In that first essay, I used Wayne Booth's understanding of the duck/rabbit metaphor to examine Chappelle's claims that his work was socially irresponsible.
Similarly, Chappelle's questioning of his material's social responsibility questions whether his work (which frequently relied upon parodying racial stereotypes) was funny because it ridiculed the stereotypes into absurdity or functioned as reinforcement that drew laughs at the disparaged group's expense. This is also known as the Archie Bunker question: does showing racism in humorous popular culture work to expose and eradicate it, or does it work to reinforce and normalize it?
But here's the thing: it's going to do both. I know this hurts. It hurt Dave Chappelle so much that he fled to Africa without even telling his wife where he was going and hid out while the American media speculated on his mental stability and potential drug use. Some of your audience members are going to see the duck (reinforced racial stereotypes that support their own racism); some of your audience members are going to see the rabbit (lampooned racial stereotypes that offend/disgust them). But some of your audience members are going to see both, and this is where social commentary takes place.
But you can't control your audience. You have to take those who see the duck right along with everyone else. If you don't, you don't reach anyone.
David Simon recently responded after he gave some heart-felt criticism of people who he says are using his show The Wire the wrong way. I love his response. It is intelligent, passionate, and demonstrates a man who cares about his art and his art's impact.
But it also worries me.
It worries me for the same reason that Chappelle's departure worries me. It's not that I don't think Chappelle made the right choice. If he was tormented by what was happening on the set of the show, he was right to follow his ethics and get out. But I, like many other people I know and have read, saw Chappelle's Show as a powerful force that could do some good. I saw it deconstructing racial stereotypes in a medium that was accessible. I took part in conversations sparked by the show, and they were good conversations--conversations where people questioned their privilege, confronted their prejudices. You know, the type of conversations that suggest people can change.

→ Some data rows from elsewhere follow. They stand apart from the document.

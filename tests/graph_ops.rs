#![allow(clippy::uninlined_format_args)]

use strata::ops::{
    disjoint_partition_by_num, disjoint_partition_by_sizes, disjoint_union, expand_ids,
    get_subgraph_with_halo, line_graph, map_parent_id_to_subgraph_id, partition_with_halo,
    reverse, to_bidirected_immutable_graph, to_bidirected_mutable_graph, to_simple_graph,
};
use strata::storage::{Graph, GraphQuery, ImmutableGraph, MutableGraph};
use strata::{ErrorKind, MISSING_ID};

/// Graphs with (2, 3, 1) vertices and (1, 2, 0) edges.
fn setup_union_inputs(immutable: bool) -> Vec<Graph> {
    let coo: [(u64, &[u64], &[u64]); 3] = [(2, &[0], &[1]), (3, &[0, 1], &[1, 2]), (1, &[], &[])];
    coo.iter()
        .map(|&(n, src, dst)| {
            if immutable {
                Graph::from(ImmutableGraph::from_coo(n, src, dst, None).unwrap())
            } else {
                Graph::from(MutableGraph::from_coo(n, src, dst, false).unwrap())
            }
        })
        .collect()
}

fn setup_chain(length: u64) -> ImmutableGraph {
    let src: Vec<u64> = (0..length - 1).collect();
    let dst: Vec<u64> = (1..length).collect();
    ImmutableGraph::from_coo(length, &src, &dst, None).unwrap()
}

/// 0->1 (e0), 0->2 (e1), 1->2 (e2), 2->3 (e3), 0->1 (e4)
fn setup_multigraph() -> ImmutableGraph {
    ImmutableGraph::from_coo(4, &[0, 0, 1, 2, 0], &[1, 2, 2, 3, 1], None).unwrap()
}

#[test]
fn union_offsets_vertices_and_edges() {
    for immutable in [true, false] {
        let inputs = setup_union_inputs(immutable);
        let union = disjoint_union(&inputs).unwrap();
        assert_eq!(union.num_vertices(), 6);
        assert_eq!(union.num_edges(), 3);
        assert_eq!(union.succ_vec(0).unwrap(), vec![1]);
        assert_eq!(union.succ_vec(2).unwrap(), vec![3]);
        assert_eq!(union.succ_vec(3).unwrap(), vec![4]);
        assert!(union.succ_vec(5).unwrap().is_empty());
        assert_eq!(union.is_readonly(), immutable);

        let frozen = union.to_immutable().unwrap();
        assert_eq!(frozen.edge_id(0, 1).unwrap(), vec![0]);
        assert_eq!(frozen.edge_id(2, 3).unwrap(), vec![1]);
        assert_eq!(frozen.edge_id(3, 4).unwrap(), vec![2]);
    }
}

#[test]
fn partition_by_sizes_inverts_union() {
    for immutable in [true, false] {
        let inputs = setup_union_inputs(immutable);
        let union = disjoint_union(&inputs).unwrap();
        let parts = disjoint_partition_by_sizes(&union, &[2, 3, 1]).unwrap();
        assert_eq!(parts.len(), 3);
        for (part, input) in parts.iter().zip(&inputs) {
            assert_eq!(part.variant(), input.variant());
            assert_eq!(part.num_vertices(), input.num_vertices());
            assert_eq!(part.num_edges(), input.num_edges());
            for v in 0..part.num_vertices() {
                assert_eq!(part.succ_vec(v).unwrap(), input.succ_vec(v).unwrap());
            }
        }
        let middle = parts[1].to_immutable().unwrap();
        assert_eq!(middle.edge_id(1, 2).unwrap(), vec![1]);
    }
}

#[test]
fn partition_rejects_bad_sizes_and_crossing_edges() {
    let union = disjoint_union(&setup_union_inputs(true)).unwrap();
    let err = disjoint_partition_by_sizes(&union, &[2, 2]).unwrap_err();
    assert_eq!(err.kind(), ErrorKind::Precondition);

    let err = disjoint_partition_by_num(&union, 4).unwrap_err();
    assert_eq!(err.kind(), ErrorKind::Precondition);

    // Sizes [2, 2, 2] split the 3-vertex component.
    let err = disjoint_partition_by_num(&union, 3).unwrap_err();
    assert_eq!(err.kind(), ErrorKind::Precondition);
}

#[test]
fn partition_by_num_splits_evenly() {
    let inputs: Vec<Graph> = (0..3)
        .map(|_| Graph::from(ImmutableGraph::from_coo(2, &[1], &[0], None).unwrap()))
        .collect();
    let union = disjoint_union(&inputs).unwrap();
    let parts = disjoint_partition_by_num(&union, 3).unwrap();
    assert_eq!(parts.len(), 3);
    for part in &parts {
        assert_eq!(part.num_vertices(), 2);
        assert_eq!(part.pred_vec(0).unwrap(), vec![1]);
    }
}

#[test]
fn union_rejects_empty_and_mixed_inputs() {
    assert_eq!(disjoint_union(&[]).unwrap_err().kind(), ErrorKind::Precondition);
    let mut mixed = setup_union_inputs(true);
    mixed.extend(setup_union_inputs(false));
    assert_eq!(disjoint_union(&mixed).unwrap_err().kind(), ErrorKind::Precondition);
}

#[test]
fn line_graph_with_and_without_backtracking() {
    let g: Graph = MutableGraph::from_coo(3, &[0, 1, 2, 1], &[1, 2, 0, 0], false)
        .unwrap()
        .into();
    let lg = line_graph(&g, true).unwrap();
    assert_eq!(lg.num_vertices(), 4);
    assert_eq!(lg.num_edges(), 5);
    assert_eq!(lg.successors(0).unwrap(), &[1, 3]);

    let lg = line_graph(&g, false).unwrap();
    assert_eq!(lg.num_edges(), 3);
    assert_eq!(lg.successors(0).unwrap(), &[1]);
    assert!(lg.successors(3).unwrap().is_empty());

    let frozen: Graph = setup_multigraph().into();
    assert_eq!(line_graph(&frozen, true).unwrap_err().kind(), ErrorKind::Precondition);
}

#[test]
fn simple_graph_drops_parallel_edges() {
    let g = setup_multigraph();
    let simple = to_simple_graph(&g).unwrap();
    assert!(!simple.is_multigraph());
    assert_eq!(simple.num_edges(), 4);
    assert_eq!(simple.successors(0, 1).unwrap(), vec![1, 2]);
    assert_eq!(simple.edge_id(2, 3).unwrap(), vec![3]);

    let again = to_simple_graph(&simple).unwrap();
    assert_eq!(again.edges(true), simple.edges(true));
}

#[test]
fn bidirected_mutable_pairs_edges() {
    let g = setup_multigraph();
    let bg = to_bidirected_mutable_graph(&g).unwrap();
    assert_eq!(bg.num_edges(), 10);
    assert!(bg.is_multigraph());
    assert_eq!(bg.find_edge(0).unwrap(), (0, 1));
    assert_eq!(bg.find_edge(2).unwrap(), (1, 0));
    assert_eq!(bg.successors(3).unwrap(), &[2]);

    let looped = ImmutableGraph::from_coo(1, &[0], &[0], None).unwrap();
    assert_eq!(to_bidirected_mutable_graph(&looped).unwrap().num_edges(), 1);
}

#[test]
fn bidirected_immutable_is_symmetric() {
    let g = setup_multigraph();
    let bg = to_bidirected_immutable_graph(&g).unwrap();
    assert_eq!(bg.num_edges(), 10);
    assert_eq!(bg.in_degrees(&[0, 1, 2, 3]).unwrap(), vec![3, 3, 3, 1]);
    for u in 0..4 {
        for v in 0..4 {
            assert_eq!(
                bg.edge_id(u, v).unwrap().len(),
                bg.edge_id(v, u).unwrap().len(),
                "pair ({}, {})",
                u,
                v
            );
        }
    }
    assert_eq!(bg.edge_id(0, 1).unwrap().len(), 2);
}

#[test]
fn reverse_requires_immutable_graph() {
    let g: Graph = setup_chain(3).into();
    let r = reverse(&g).unwrap();
    assert_eq!(r.successors(2, 1).unwrap(), vec![1]);
}

#[test]
fn halo_collects_in_neighbors_per_hop() {
    let g = setup_chain(5);

    let halo = get_subgraph_with_halo(&g, &[2, 3], 1).unwrap();
    assert_eq!(halo.subgraph.induced_vertices, vec![1, 2, 3]);
    assert_eq!(halo.inner_nodes, vec![false, true, true]);
    assert_eq!(halo.subgraph.induced_edges, vec![1, 2]);
    assert_eq!(halo.inner_edges, vec![false, true]);
    assert_eq!(halo.num_halo_nodes(), 1);
    assert!(halo.subgraph.graph.has_edge_between(0, 1).unwrap());

    let halo = get_subgraph_with_halo(&g, &[2, 3], 2).unwrap();
    assert_eq!(halo.subgraph.induced_vertices, vec![0, 1, 2, 3]);
    assert_eq!(halo.subgraph.induced_edges, vec![1, 2, 0]);
    assert_eq!(halo.inner_edges, vec![false, true, false]);
}

#[test]
fn halo_with_zero_hops_is_induced_subgraph() {
    let g = setup_chain(5);
    let halo = get_subgraph_with_halo(&g, &[3, 2, 3], 0).unwrap();
    assert_eq!(halo.subgraph.induced_vertices, vec![2, 3]);
    assert_eq!(halo.subgraph.induced_edges, vec![2]);
    assert_eq!(halo.inner_nodes, vec![true, true]);
    assert_eq!(halo.inner_edges, vec![true]);
}

#[test]
fn partition_with_halo_indexes_by_part() {
    let g = setup_chain(5);
    let parts = partition_with_halo(&g, &[0, 0, 1, 1, 1], 1).unwrap();
    assert_eq!(parts.len(), 2);
    assert_eq!(parts[0].subgraph.induced_vertices, vec![0, 1]);
    assert_eq!(parts[0].num_halo_nodes(), 0);
    assert_eq!(parts[1].subgraph.induced_vertices, vec![1, 2, 3, 4]);
    assert_eq!(parts[1].inner_nodes, vec![false, true, true, true]);

    let sparse = partition_with_halo(&g, &[2; 5], 1).unwrap();
    assert_eq!(sparse.len(), 3);
    assert_eq!(sparse[0].subgraph.graph.num_vertices(), 0);
    assert_eq!(sparse[2].num_inner_nodes(), 5);

    let err = partition_with_halo(&g, &[0, 0], 1).unwrap_err();
    assert_eq!(err.kind(), ErrorKind::Precondition);
    let err = partition_with_halo(&g, &[0, 0, 0, 0, 7], 1).unwrap_err();
    assert_eq!(err.kind(), ErrorKind::Precondition);
}

#[test]
fn parent_ids_map_to_local_positions() {
    assert_eq!(map_parent_id_to_subgraph_id(&[5, 3, 9], &[9, 4, 5]), vec![2, MISSING_ID, 0]);
    assert_eq!(map_parent_id_to_subgraph_id(&[1, 3, 5, 7], &[7, 2]), vec![3, MISSING_ID]);
    assert_eq!(map_parent_id_to_subgraph_id(&[2, 2, 4], &[2]), vec![0]);
    assert_eq!(map_parent_id_to_subgraph_id(&[4, 2, 2], &[2]), vec![1]);
    assert!(map_parent_id_to_subgraph_id(&[1, 2], &[]).is_empty());
}

#[test]
fn expand_ids_repeats_by_offsets() {
    assert_eq!(expand_ids(&[7, 8, 9], &[0, 2, 2, 3]).unwrap(), vec![7, 7, 9]);
    assert!(expand_ids(&[], &[0]).unwrap().is_empty());
    assert_eq!(expand_ids(&[7], &[0]).unwrap_err().kind(), ErrorKind::Precondition);
    assert_eq!(expand_ids(&[7, 8], &[0, 3, 1]).unwrap_err().kind(), ErrorKind::Precondition);
    assert_eq!(expand_ids(&[7], &[1, 2]).unwrap_err().kind(), ErrorKind::Precondition);
}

But that's apparently not what Chappelle got to see. Chappelle was faced with hordes of fans screaming "I'm Rick James, bitch!" At one live performance, he went off on his fans:
You know why my show is good? Because the network officials say you're not smart enough to get what I'm doing, and every day I fight for you. I tell them how smart you are. Turns out, I was wrong. You people are stupid.I bet they just laughed at him.
I can't help but notice the similarities between Chappelle and Simon. Chappelle laments people screaming meaningless taglines at him, and Simon laments bracketology over the best character and fan sites devoted to which season is best. In both cases, fans have boiled down their intelligent, thoughtful commentary into sound bites and platitudes.
And both of them are trapped by their industries. They work in television, and television is consumed by the masses, masses who want to be entertained. As Simon explained:
I know there’s a low end. There’s always a low end. And as an apostate reporter taking a check from the entertainment industry, I’m certainly not entitled to any illusions about what the low end can be. A more calculating fellow would withdraw. He’d make some television, take the check and tell everyone that they’re right: Omar is the bestest. He’d say thanks for thinking so, then go hang out by the kidney-shaped pool with the rest of the people we overpay to keep us entertained.But maybe we can take that same idea and spin it around, look at it through a different perspective.
They're paid to entertain; without the element of entertainment, they wouldn't get the money to put forth these creations at all. This fan base, the ones who are merely entertained, the ones who are "misusing" this socially relevant and intelligent commentary are actually providing the means for it to exist. And once it has the means to exist, it can reach the segment of the audience you're really aiming for.
That's not to say that I don't see why the artists are annoyed. I get it. But I'm worried that if they focus too much on trying to manage the audience (which is, I'm fairly certain, impossible) that they'll stop creating at all. Chappelle has been largely absent from the mainstream stage since his departure from Chappelle's Show, and I mourn that loss. I don't want to see other socially conscious, risk-taking artists lose hope.
For every fan who is making a bracket of whether Stringer is better than Bubbles, there's a fan who is having a conversation about the drug war. Okay, maybe there's one fan having a conversation about the drug war for every ten fans making brackets, but--and this is the important part--that's still a lot of people!
And, perhaps most importantly, putting these difficult, abstract social problems into concrete, accessible pop culture texts allows the people who do get it to talk about it more easily with people who don't get it yet but might get it in the future. These artists are giving people tools. Like any tool, it sometimes won't be used the way it's best suited. Sometimes someone's going to bang in a nail with the handle of a screwdriver, but that doesn't mean we should stop making screwdrivers.
|"Just wrap this around your leg a few times. It should totally stop the bleeding."|
Of course insane trolls who write in all caps and sling racial epithets like they're pixie dust are going to stand out more than carefully-crafted responses on blogs. Of course fans who shout "I'm Rick James, bitch!" at live performances are going to get more attention than ones who are having serious conversations about racism and society back in their living rooms. Parts of the audience may be quieter, but that's because we're thinking. Please don't stop giving us things to think about.